Stellantis, the maker of Vauxhall, Peugeot and Citroën vehicles, said it will invest £100mln alongside a subsidy from the UK government to adapting its factory in Cheshire to produce electric cars and vans.
The Ellesmere Port plant will become the European carmaker’s “first manufacturing site dedicated to battery electric LCV (vans) and passenger car models”.
Eight models made at the site will include a Vauxhall Combo-e van and passenger car – and similarly branded vehicles for Citroën, Opel and Peugeot – with battery ranges of around 170 miles.
Amsterdam-based Stellantis would not reveal the size of subsidies from the government but the Financial Times reported the grant was worth around £30mln.

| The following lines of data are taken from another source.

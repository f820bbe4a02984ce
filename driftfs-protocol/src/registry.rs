//! Tag-to-factory registry and decode-side dispatch.
//!
//! An inbound message passes through two states: the transport reads the
//! tag, then the registry turns the remaining payload into a typed record.
//! The registry is populated once at startup and is read-only afterwards,
//! so any number of dispatch calls may share it without synchronization;
//! every dispatch decodes into a fresh record from its own payload slice.

use crate::error::ProtocolError;
use crate::ops::{OpKind, Tag};
use crate::record::Record;
use crate::xdr::XdrReader;
use std::collections::HashMap;

/// Zero-argument constructor producing the empty record for one tag.
pub type RecordFactory = Box<dyn Fn() -> Record + Send + Sync>;

/// Maps wire tags to record factories.
pub struct OpRegistry {
    factories: HashMap<Tag, RecordFactory>,
}

impl OpRegistry {
    /// Creates an empty registry.
    pub fn new() -> Self {
        Self {
            factories: HashMap::new(),
        }
    }

    /// Creates a registry with every operation kind of this protocol version
    /// registered, requests and responses both: a peer decodes traffic in
    /// either direction.
    pub fn with_defaults() -> Self {
        let mut registry = Self::new();
        for kind in OpKind::ALL {
            // Tags in the protocol table are unique, so direct insertion
            // cannot collide.
            let factory: RecordFactory = Box::new(move || Record::empty(kind));
            registry.factories.insert(kind.tag(), factory);
            tracing::debug!("registered operation {} (tag {})", kind, kind.tag());
        }
        registry
    }

    /// Associates `tag` with a factory. Registration happens once, at
    /// startup, before any traffic is dispatched; a collision means two
    /// operation types claim the same wire identity.
    pub fn register(&mut self, tag: Tag, factory: RecordFactory) -> Result<(), ProtocolError> {
        if self.factories.contains_key(&tag) {
            return Err(ProtocolError::DuplicateTag(tag));
        }
        self.factories.insert(tag, factory);
        tracing::debug!("registered tag {}", tag);
        Ok(())
    }

    /// Looks up the factory for `tag`.
    ///
    /// An unknown tag is a normal outcome under protocol version skew
    /// between peers; it is reported to the caller, never treated as fatal.
    pub fn resolve(&self, tag: Tag) -> Result<&RecordFactory, ProtocolError> {
        self.factories
            .get(&tag)
            .ok_or(ProtocolError::UnknownTag(tag))
    }

    /// Turns `(tag, payload)` into a populated, typed record.
    ///
    /// This is the single entry point a transport uses once it has framed a
    /// message; it needs no knowledge of the operation set. The payload must
    /// contain exactly the record's wire image: trailing bytes mean the
    /// stream is desynchronized and are rejected.
    pub fn dispatch(&self, tag: Tag, payload: &[u8]) -> Result<Record, ProtocolError> {
        let factory = self.resolve(tag)?;
        let mut record = factory();
        let mut reader = XdrReader::new(payload);
        record.decode_wire(&mut reader)?;
        if reader.remaining() != 0 {
            return Err(ProtocolError::MalformedWireData {
                reason: format!(
                    "{} trailing bytes after {} payload",
                    reader.remaining(),
                    record.op_kind()
                ),
            });
        }
        tracing::trace!("dispatched {} ({} bytes)", record.op_kind(), payload.len());
        Ok(record)
    }

    /// Number of registered tags.
    pub fn len(&self) -> usize {
        self.factories.len()
    }

    pub fn is_empty(&self) -> bool {
        self.factories.is_empty()
    }
}

impl Default for OpRegistry {
    fn default() -> Self {
        Self::new()
    }
}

Chief executive Carlos Tavares previously said Britain’s decision to ban the sale of new petrol and diesel cars from 2030 as “brutal” and another director told the Guardian the company’s investment was on a “knife edge” before securing government support.
The government last week also gave the green light to subsidies to encourage Nissan and its Chinese battery partner to go ahead with a major expansion of electric vehicle facilities in Sunderland.
Ellesmere Port has been making cars for almost 60 years, having produced its first car, the Vauxhall Viva, in 1964. It has since built over 5.2mln Viva and Astra vehicles.